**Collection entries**
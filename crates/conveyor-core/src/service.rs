//! Submission/query surface and shutdown coordination.

use std::sync::Arc;

use tokio::sync::Mutex;
use tracing::{info, warn};

use crate::config::CoreConfig;
use crate::error::TaskError;
use crate::executor::TaskExecutor;
use crate::pool::WorkerPool;
use crate::queue::IntakeQueue;
use crate::store::StateStore;
use crate::task::{Task, TaskState};

/// Public surface of the task-execution subsystem.
///
/// Owns the intake queue and the worker pool, shares the state store with
/// the workers. Two operations (`enqueue_task`, `task_state`) plus the
/// drain-on-shutdown barrier.
pub struct TaskService {
    store: Arc<dyn StateStore>,
    queue: Arc<IntakeQueue>,
    pool: Mutex<Option<WorkerPool>>,
}

impl TaskService {
    /// Validates the config, then spawns the workers. Misconfiguration
    /// (zero workers or zero capacity) fails here, before any task flows.
    pub fn new(
        config: CoreConfig,
        store: Arc<dyn StateStore>,
        executor: Arc<dyn TaskExecutor>,
    ) -> Result<Self, TaskError> {
        config.validate()?;

        let queue = Arc::new(IntakeQueue::new(config.queue_capacity));
        let pool = WorkerPool::spawn(
            config.workers,
            Arc::clone(&queue),
            Arc::clone(&store),
            executor,
        );
        info!(
            workers = config.workers,
            queue_capacity = config.queue_capacity,
            "task service started"
        );

        Ok(Self {
            store,
            queue,
            pool: Mutex::new(Some(pool)),
        })
    }

    /// Validate and accept a task: record `Queued`, then hand it to the
    /// queue, awaiting a free slot when the buffer is full.
    ///
    /// A `Validation` error touches neither the store nor the queue.
    /// `QueueClosed` from the queue is propagated unchanged.
    pub async fn enqueue_task(&self, task: Task) -> Result<(), TaskError> {
        validate_task(&task)?;

        // Checked before the Queued write so a post-shutdown submit leaves
        // no stray entry behind.
        if self.queue.is_closed() {
            return Err(TaskError::QueueClosed);
        }

        if let Err(e) = self.store.set(&task.id, TaskState::Queued).await {
            warn!(task_id = %task.id, error = %e, "failed to set task state");
        }

        self.queue.submit(task).await
    }

    /// Current lifecycle state of a task.
    pub async fn task_state(&self, task_id: &str) -> Result<TaskState, TaskError> {
        self.store.get(task_id).await.ok_or(TaskError::NotFound)
    }

    /// Stop intake and block until every previously accepted task, buffered
    /// or in-flight, has reached a terminal state.
    ///
    /// Idempotent: a concurrent second call waits for the drain to finish,
    /// any later call is a no-op.
    pub async fn shutdown(&self) {
        let mut slot = self.pool.lock().await;
        let Some(pool) = slot.take() else {
            return;
        };

        self.queue.close();
        info!("intake closed, draining outstanding tasks");
        pool.join().await;
        info!("task service drained");
    }
}

fn validate_task(task: &Task) -> Result<(), TaskError> {
    if task.id.is_empty() {
        return Err(TaskError::Validation("task id is required".to_string()));
    }
    if task.max_retries == 0 {
        return Err(TaskError::Validation(
            "max retries must be > 0".to_string(),
        ));
    }
    Ok(())
}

**To do**
Each record above should be transcribed exactly.

**Solution for this exercise**
filename crates/conveyor-core/src/service.rs
//! Submission/query surface and shutdown coordination.

use std::sync::Arc;

use tokio::sync::Mutex;
use tracing::{info, warn};

use crate::config::CoreConfig;
use crate::error::TaskError;
use crate::executor::TaskExecutor;
use crate::pool::WorkerPool;
use crate::queue::IntakeQueue;
use crate::store::StateStore;
use crate::task::{Task, TaskState};

/// Public surface of the task-execution subsystem.
///
/// Owns the intake queue and the worker pool, shares the state store with
/// the workers. Two operations (`enqueue_task`, `task_state`) plus the
/// drain-on-shutdown barrier.
pub struct TaskService {
    store: Arc<dyn StateStore>,
    queue: Arc<IntakeQueue>,
    pool: Mutex<Option<WorkerPool>>,
}

impl TaskService {
    /// Validates the config, then spawns the workers. Misconfiguration
    /// (zero workers or zero capacity) fails here, before any task flows.
    pub fn new(
        config: CoreConfig,
        store: Arc<dyn StateStore>,
        executor: Arc<dyn TaskExecutor>,
    ) -> Result<Self, TaskError> {
        config.validate()?;

        let queue = Arc::new(IntakeQueue::new(config.queue_capacity));
        let pool = WorkerPool::spawn(
            config.workers,
            Arc::clone(&queue),
            Arc::clone(&store),
            executor,
        );
        info!(
            workers = config.workers,
            queue_capacity = config.queue_capacity,
            "task service started"
        );

        Ok(Self {
            store,
            queue,
            pool: Mutex::new(Some(pool)),
        })
    }

    /// Validate and accept a task: record `Queued`, then hand it to the
    /// queue, awaiting a free slot when the buffer is full.
    ///
    /// A `Validation` error touches neither the store nor the queue.
    /// `QueueClosed` from the queue is propagated unchanged.
    pub async fn enqueue_task(&self, task: Task) -> Result<(), TaskError> {
        validate_task(&task)?;

        // Checked before the Queued write so a post-shutdown submit leaves
        // no stray entry behind.
        if self.queue.is_closed() {
            return Err(TaskError::QueueClosed);
        }

        if let Err(e) = self.store.set(&task.id, TaskState::Queued).await {
            warn!(task_id = %task.id, error = %e, "failed to set task state");
        }

        self.queue.submit(task).await
    }

    /// Current lifecycle state of a task.
    pub async fn task_state(&self, task_id: &str) -> Result<TaskState, TaskError> {
        self.store.get(task_id).await.ok_or(TaskError::NotFound)
    }

    /// Stop intake and block until every previously accepted task, buffered
    /// or in-flight, has reached a terminal state.
    ///
    /// Idempotent: a concurrent second call waits for the drain to finish,
    /// any later call is a no-op.
    pub async fn shutdown(&self) {
        let mut slot = self.pool.lock().await;
        let Some(pool) = slot.take() else {
            return;
        };

        self.queue.close();
        info!("intake closed, draining outstanding tasks");
        pool.join().await;
        info!("task service drained");
    }
}

fn validate_task(task: &Task) -> Result<(), TaskError> {
    if task.id.is_empty() {
        return Err(TaskError::Validation("task id is required".to_string()));
    }
    if task.max_retries == 0 {
        return Err(TaskError::Validation(
            "max retries must be > 0".to_string(),
        ));
    }
    Ok(())
}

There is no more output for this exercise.